There are two groups on the hunt for Halliday’s treasure: an evil corporation led by Nolan Sorrento (Ben Mendelsohn) called IOI, and “gunters,” regular folks who study Halliday as if he were a worldly scholar. Wade Watts (Tye Sheridan), named Parzival in the OASIS, is considered to be a top shelf “gunter” and he seems to spend all his time researching and competing inside the OASIS.

There are moments that bog down “Ready Player One,” most notably when characters are required to emote when they are their avatars inside the OASIS. There is a moment when Samantha/Art3mis (Olivia Cooke) explains her complicated backstory to Wade/Parzival that has zero emotional impact because you are watching what appears to be a video game. Zak Penn’s flimsy screenplay quickly abandons that (and mostly all dramatic threads) then moves on to more CGI action.

Of course, that’s a pretty smart move considering every pixel of CGI and motion capture in “Ready Player One” is perfection. The opening race that combines pretty much every cool vehicle from the 1980s (Bigfoot, The Bandit’s Trans Am, THAT DeLorean) is a popcorn-chomping blast from start to finish. The massive epic finale is exciting, but it’s so loaded with characters that it’s impossible to identify them all, and some are given maybe two seconds of screen time.

There is one huge reason for movie nerds to see “Ready Player One.” It is a sequence so ambitious and surprising that it should not be spoiled before seeing it. It combines scares, comedy and is recreated so accurately that it’s downright jaw dropping.
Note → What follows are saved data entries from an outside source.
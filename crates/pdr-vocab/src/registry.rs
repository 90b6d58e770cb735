use std::collections::{BTreeMap, BTreeSet};

use crate::credentials::{
    CREDENTIAL_REQUIRED_DEGREES, CREDENTIAL_TABLE, IMPLICIT_BOARD_CERTIFICATION,
};
use crate::degrees::{DEGREE_TABLE, Degree, QUALIFYING_DOCTORAL_DEGREES};
use crate::error::{Result, VocabError};

/// Immutable degree and credential vocabularies, built once at startup.
///
/// The two acronym spaces must be disjoint: a token found in both could not
/// be classified, so [`Vocabulary::load`] fails before any data is processed.
#[derive(Debug, Clone)]
pub struct Vocabulary {
    degrees: BTreeMap<String, Degree>,
    /// acronym → full name
    credentials: BTreeMap<String, String>,
    /// full name → acronym, for tokens written out long-hand
    credential_names: BTreeMap<String, String>,
}

impl Vocabulary {
    /// Build the vocabularies from the static reference tables.
    ///
    /// # Errors
    ///
    /// Returns [`VocabError::DuplicateAcronym`] when a table defines an
    /// acronym twice, and [`VocabError::Collision`] when a token exists in
    /// both the degree and credential vocabularies. Both are startup-fatal.
    pub fn load() -> Result<Self> {
        let mut degrees = BTreeMap::new();
        for (level, name, acronyms) in DEGREE_TABLE {
            for acronym in *acronyms {
                let degree = Degree {
                    acronym: (*acronym).to_string(),
                    level: *level,
                    name: format!("{} of {}", level.label(), name),
                };
                if degrees.insert((*acronym).to_string(), degree).is_some() {
                    return Err(VocabError::DuplicateAcronym {
                        vocabulary: "degree",
                        acronym: (*acronym).to_string(),
                    });
                }
            }
        }

        let mut credentials = BTreeMap::new();
        let mut credential_names = BTreeMap::new();
        for (acronym, name) in CREDENTIAL_TABLE {
            if degrees.contains_key(*acronym) {
                return Err(VocabError::Collision {
                    token: (*acronym).to_string(),
                });
            }
            if credentials
                .insert((*acronym).to_string(), (*name).to_string())
                .is_some()
            {
                return Err(VocabError::DuplicateAcronym {
                    vocabulary: "credential",
                    acronym: (*acronym).to_string(),
                });
            }
            credential_names.insert((*name).to_string(), (*acronym).to_string());
        }

        Ok(Self {
            degrees,
            credentials,
            credential_names,
        })
    }

    pub fn is_degree(&self, token: &str) -> bool {
        self.degrees.contains_key(token)
    }

    pub fn degree(&self, acronym: &str) -> Option<&Degree> {
        self.degrees.get(acronym)
    }

    pub fn is_credential(&self, token: &str) -> bool {
        self.credentials.contains_key(token)
    }

    pub fn credential_name(&self, acronym: &str) -> Option<&str> {
        self.credentials.get(acronym).map(String::as_str)
    }

    /// Resolve a credential written out long-hand ("licensed clinical social
    /// worker") to its acronym.
    pub fn credential_for_name(&self, name: &str) -> Option<&str> {
        self.credential_names.get(name).map(String::as_str)
    }

    /// Doctoral degrees that qualify for degree-scoped registry matching.
    pub fn qualifying_doctoral_degrees(&self) -> BTreeSet<&'static str> {
        QUALIFYING_DOCTORAL_DEGREES.iter().copied().collect()
    }

    /// Credentials for which a bare "BC" marker is redundant.
    pub fn implicit_board_certification(&self) -> BTreeSet<&'static str> {
        IMPLICIT_BOARD_CERTIFICATION.iter().copied().collect()
    }

    /// `(credential, required degree)` pairs for parse-report warnings.
    pub fn credential_required_degrees(&self) -> &'static [(&'static str, &'static str)] {
        CREDENTIAL_REQUIRED_DEGREES
    }

    pub fn degrees(&self) -> impl Iterator<Item = &Degree> {
        self.degrees.values()
    }

    /// `(acronym, full name)` pairs in acronym order.
    pub fn credentials(&self) -> impl Iterator<Item = (&str, &str)> {
        self.credentials
            .iter()
            .map(|(acronym, name)| (acronym.as_str(), name.as_str()))
    }

    pub fn degree_count(&self) -> usize {
        self.degrees.len()
    }

    pub fn credential_count(&self) -> usize {
        self.credentials.len()
    }
}
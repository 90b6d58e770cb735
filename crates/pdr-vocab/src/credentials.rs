//! Licensure and certification reference table.
//!
//! `(acronym, full name)` pairs. Acronyms must never collide with the degree
//! vocabulary; `Vocabulary::load` enforces that at startup.

pub(crate) const CREDENTIAL_TABLE: &[(&str, &str)] = &[
    ("lcsw", "licensed clinical social worker"),
    ("lcsw-r", "licensed clinical social worker with r privileges"),
    ("lcsw-c", "licensed certified social worker - clinical"),
    ("lcsw-cp", "licensed clinical social worker of clinical practice"),
    ("lcsw-acp", "licensed clinical social worker - advanced clinical practitioner"),
    ("lmsw", "licensed master social worker"),
    ("acsw", "academy of certified social workers"),
    ("osw-c", "oncology social worker - certified"),
    ("csw-r", "certified social worker with r privileges"),
    ("lmhc", "licensed mental health counselor"),
    ("lmft", "licensed marriage and family therapist"),
    ("mft", "marriage and family therapist"),
    ("lcat", "licensed creative arts therapist"),
    ("lcpc", "licensed clinical professional counselor"),
    ("lpc", "licensed professional counselor"),
    ("npp", "nurse practitioner in psychiatry"),
    ("pmhnp", "psychiatric mental health nurse practitioner"),
    ("pmhcns", "psychiatric mental health clinical nurse specialist"),
    ("aprn", "advanced practice registered nurse"),
    ("rn", "registered nurse"),
    ("bcd", "board certified diplomate in clinical social work"),
    ("abpp", "american board of professional psychology"),
    ("faacp", "fellow of the american academy of clinical psychology"),
    ("casac", "credentialed alcoholism and substance abuse counselor"),
    ("casac-t", "credentialed alcoholism and substance abuse counselor trainee"),
    ("casac-g", "credentialed alcoholism and substance abuse counselor provisional"),
    ("cams-i", "certified anger management specialist i"),
    ("cams-ii", "certified anger management specialist ii"),
    ("cams-iii", "certified anger management specialist iii"),
    ("cams-iv", "certified anger management specialist iv"),
    ("cams-v", "certified anger management specialist v"),
    ("ncac-i", "national certified addiction counselor level i"),
    ("ncac-ii", "national certified addiction counselor level ii"),
    ("c-iayt", "certified yoga therapist"),
    ("dmt", "dance movement therapist"),
    ("bcb", "board certified in biofeedback"),
    ("cgp", "certified group psychotherapist"),
    ("crc", "certified rehabilitation counselor"),
    ("cfp", "certified focusing professional"),
    ("catc", "certified addiction treatment counselor"),
];

/// Credentials which may only be held alongside a specific degree. Parses
/// carrying the credential without the degree are surfaced as warnings.
pub(crate) const CREDENTIAL_REQUIRED_DEGREES: &[(&str, &str)] = &[("faacp", "phd")];

/// Credentials for which a bare "BC" (board certified) marker is redundant.
pub(crate) const IMPLICIT_BOARD_CERTIFICATION: &[&str] =
    &["aprn", "pmhnp", "md", "lcat", "pmhcns", "rn"];
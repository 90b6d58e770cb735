//! National registry extract: one JSON document per provider, pre-filtered
//! to the state of interest upstream.

use std::collections::BTreeMap;

use serde::Deserialize;

use pdr_normalize::normalize;

use crate::error::Result;

/// One provider from the national extract.
#[derive(Debug, Clone, Deserialize)]
pub struct NationalRecord {
    pub npi: String,
    #[serde(default)]
    pub names: Vec<String>,
    #[serde(default)]
    pub credentials: Vec<String>,
    #[serde(default)]
    pub phones: Vec<String>,
    #[serde(default)]
    pub addresses: BTreeMap<String, NationalAddress>,
    /// License number → issuing-state code, as printed in the extract. The
    /// numbers carry registry decoration (`R` prefix, `-1` suffix).
    #[serde(default)]
    pub licenses: BTreeMap<String, String>,
}

/// An address keyed by its type (`practice`, `mailing`).
#[derive(Debug, Clone, Deserialize)]
pub struct NationalAddress {
    pub first_line: String,
    #[serde(default)]
    pub second_line: String,
    pub state: String,
    #[serde(default)]
    pub zip: String,
    #[serde(default)]
    pub country: String,
}

impl NationalRecord {
    /// License numbers in canonical form, decoration stripped and
    /// zero-padded. Non-registry values are dropped; they cannot be looked
    /// up against the index.
    pub fn cleaned_license_numbers(&self) -> Vec<String> {
        self.licenses
            .keys()
            .filter_map(|raw| {
                let license = normalize(raw);
                license.valid.then_some(license.number)
            })
            .collect()
    }
}

/// Parse the whole extract (a JSON array of records).
pub fn parse_extract(raw: &str) -> Result<Vec<NationalRecord>> {
    Ok(serde_json::from_str(raw)?)
}
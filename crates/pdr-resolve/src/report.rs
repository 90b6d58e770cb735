//! Run accounting for a resolution batch. Nothing here feeds back into the
//! merge decisions; the report exists so operators can audit what a run did
//! and which rows never made it in.

use std::collections::BTreeMap;

use serde::Serialize;

use pdr_model::{CredentialParse, RowId};

/// Why a raw row was excluded from resolution.
#[derive(Debug, Clone, Copy, PartialEq, Eq, Serialize)]
#[serde(rename_all = "snake_case")]
pub enum SkipReason {
    /// No usable surname after normalization; the row cannot be bucketed.
    NoLastName,
    /// Neither a directory id nor a payor id; the row has no provenance.
    NoSource,
}

#[derive(Debug, Clone, Serialize)]
pub struct SkippedRow {
    pub row_id: RowId,
    pub reason: SkipReason,
}

/// Summary of one resolution run.
#[derive(Debug, Clone, Serialize)]
pub struct ResolutionReport {
    pub total_rows: usize,
    pub resolved_rows: usize,
    /// Merged identities produced by the run.
    pub candidates: usize,
    pub skipped: Vec<SkippedRow>,
    /// Addresses the zip table had no answer for.
    pub unresolved_addresses: usize,
    pub cross_bucket_merges: usize,
    /// Credential tokens no vocabulary bucket claimed, with occurrence
    /// counts. The main lead for vocabulary gaps.
    pub unknown_tokens: BTreeMap<String, usize>,
    /// Tokens on the warn list that actually showed up in this batch.
    pub warn_tokens: BTreeMap<String, usize>,
    pub blacklisted_tokens: usize,
}

impl ResolutionReport {
    pub fn new(total_rows: usize) -> Self {
        Self {
            total_rows,
            resolved_rows: 0,
            candidates: 0,
            skipped: Vec::new(),
            unresolved_addresses: 0,
            cross_bucket_merges: 0,
            unknown_tokens: BTreeMap::new(),
            warn_tokens: BTreeMap::new(),
            blacklisted_tokens: 0,
        }
    }

    pub fn skip(&mut self, row_id: RowId, reason: SkipReason) {
        self.skipped.push(SkippedRow { row_id, reason });
    }

    /// Fold one credential parse into the token tallies.
    pub fn tally_credentials(&mut self, parse: &CredentialParse) {
        for token in &parse.unknown {
            *self.unknown_tokens.entry(token.clone()).or_insert(0) += 1;
        }
        for token in &parse.warn {
            *self.warn_tokens.entry(token.clone()).or_insert(0) += 1;
        }
        self.blacklisted_tokens += parse.blacklisted.len();
    }
}

#[cfg(test)]
mod tests {
    use super::*;

    #[test]
    fn tallies_accumulate_across_parses() {
        let mut report = ResolutionReport::new(2);

        let mut a = CredentialParse::default();
        a.unknown.insert("xyz".into());
        a.blacklisted.insert("intern".into());
        let mut b = CredentialParse::default();
        b.unknown.insert("xyz".into());
        b.warn.insert("candidate".into());

        report.tally_credentials(&a);
        report.tally_credentials(&b);

        assert_eq!(report.unknown_tokens.get("xyz"), Some(&2));
        assert_eq!(report.warn_tokens.get("candidate"), Some(&1));
        assert_eq!(report.blacklisted_tokens, 1);
    }

    #[test]
    fn skips_keep_row_ids() {
        let mut report = ResolutionReport::new(1);
        report.skip(42, SkipReason::NoSource);
        assert_eq!(report.skipped.len(), 1);
        assert_eq!(report.skipped[0].row_id, 42);
    }
}
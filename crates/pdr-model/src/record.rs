use serde::{Deserialize, Serialize};

/// Identifier of one ingested row, unique within its source file.
pub type RowId = i64;

fn trimmed_opt(value: &Option<String>) -> Option<&str> {
    value.as_deref().map(str::trim).filter(|v| !v.is_empty())
}

/// One scraped provider-directory row, immutable once ingested.
///
/// Many raw records may describe the same real-world person; the resolver's
/// job is to decide which ones do.
#[derive(Debug, Clone, Serialize, Deserialize)]
pub struct RawRecord {
    /// Source row identifier.
    pub id: RowId,
    /// Raw first name as scraped, possibly empty or abbreviated.
    #[serde(default)]
    pub first_name: String,
    /// Raw surname as scraped.
    #[serde(default)]
    pub last_name: String,
    /// Free-text credentials/licensure blob ("PhD, LCSW", ...).
    #[serde(default)]
    pub credentials: String,
    /// Board certificate number, when the source carries one.
    #[serde(default)]
    pub certificate_number: Option<String>,
    /// State license number, free text.
    #[serde(default)]
    pub license_number: Option<String>,
    /// Identifier of the source directory this row was scraped from.
    #[serde(default)]
    pub directory_id: Option<String>,
    /// Fallback source identifier used by payor-sourced extracts.
    #[serde(default)]
    pub payor_id: Option<String>,
    /// Multi-line free-text address blob.
    #[serde(default)]
    pub address: String,
    /// Free-text phone blob.
    #[serde(default)]
    pub phone: String,
}

impl RawRecord {
    /// The effective source identifier: directory id, falling back to payor
    /// id for payor-sourced extracts.
    pub fn source_id(&self) -> Option<&str> {
        trimmed_opt(&self.directory_id).or_else(|| trimmed_opt(&self.payor_id))
    }

    pub fn certificate_number(&self) -> Option<&str> {
        trimmed_opt(&self.certificate_number)
    }

    pub fn license_number(&self) -> Option<&str> {
        trimmed_opt(&self.license_number)
    }
}

#[cfg(test)]
mod tests {
    use super::*;

    #[test]
    fn source_id_prefers_directory() {
        let mut record = RawRecord {
            id: 1,
            first_name: "Jane".into(),
            last_name: "Smith".into(),
            credentials: String::new(),
            certificate_number: None,
            license_number: None,
            directory_id: Some("ptoday".into()),
            payor_id: Some("payor-3".into()),
            address: String::new(),
            phone: String::new(),
        };
        assert_eq!(record.source_id(), Some("ptoday"));

        record.directory_id = Some("  ".into());
        assert_eq!(record.source_id(), Some("payor-3"));

        record.payor_id = None;
        assert_eq!(record.source_id(), None);
    }

    #[test]
    fn blank_numbers_read_as_missing() {
        let record = RawRecord {
            id: 2,
            first_name: String::new(),
            last_name: "Doe".into(),
            credentials: String::new(),
            certificate_number: Some(" ".into()),
            license_number: Some("054812".into()),
            directory_id: None,
            payor_id: None,
            address: String::new(),
            phone: String::new(),
        };
        assert_eq!(record.certificate_number(), None);
        assert_eq!(record.license_number(), Some("054812"));
    }
}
Like most big action movies these days, the 140-minute runtime of “Ready Player One” is overblown and the ending seems to go on forever. There’s a tiny message in there somewhere that is both supportive and critical of people who play video games for days on end. It’s riddled with plot holes, and the stakes for the characters are tough to actually care about, but it’s still much smarter and more fun than most action flicks.

It won’t make the cut for Spielberg’s greatest hits, but “Ready Player One” is a fun trip to the 1980s. Sure, it’s preying on people’s love of nostalgia and the good ’ole days, but that’s the kind of escape you should want in your action movies.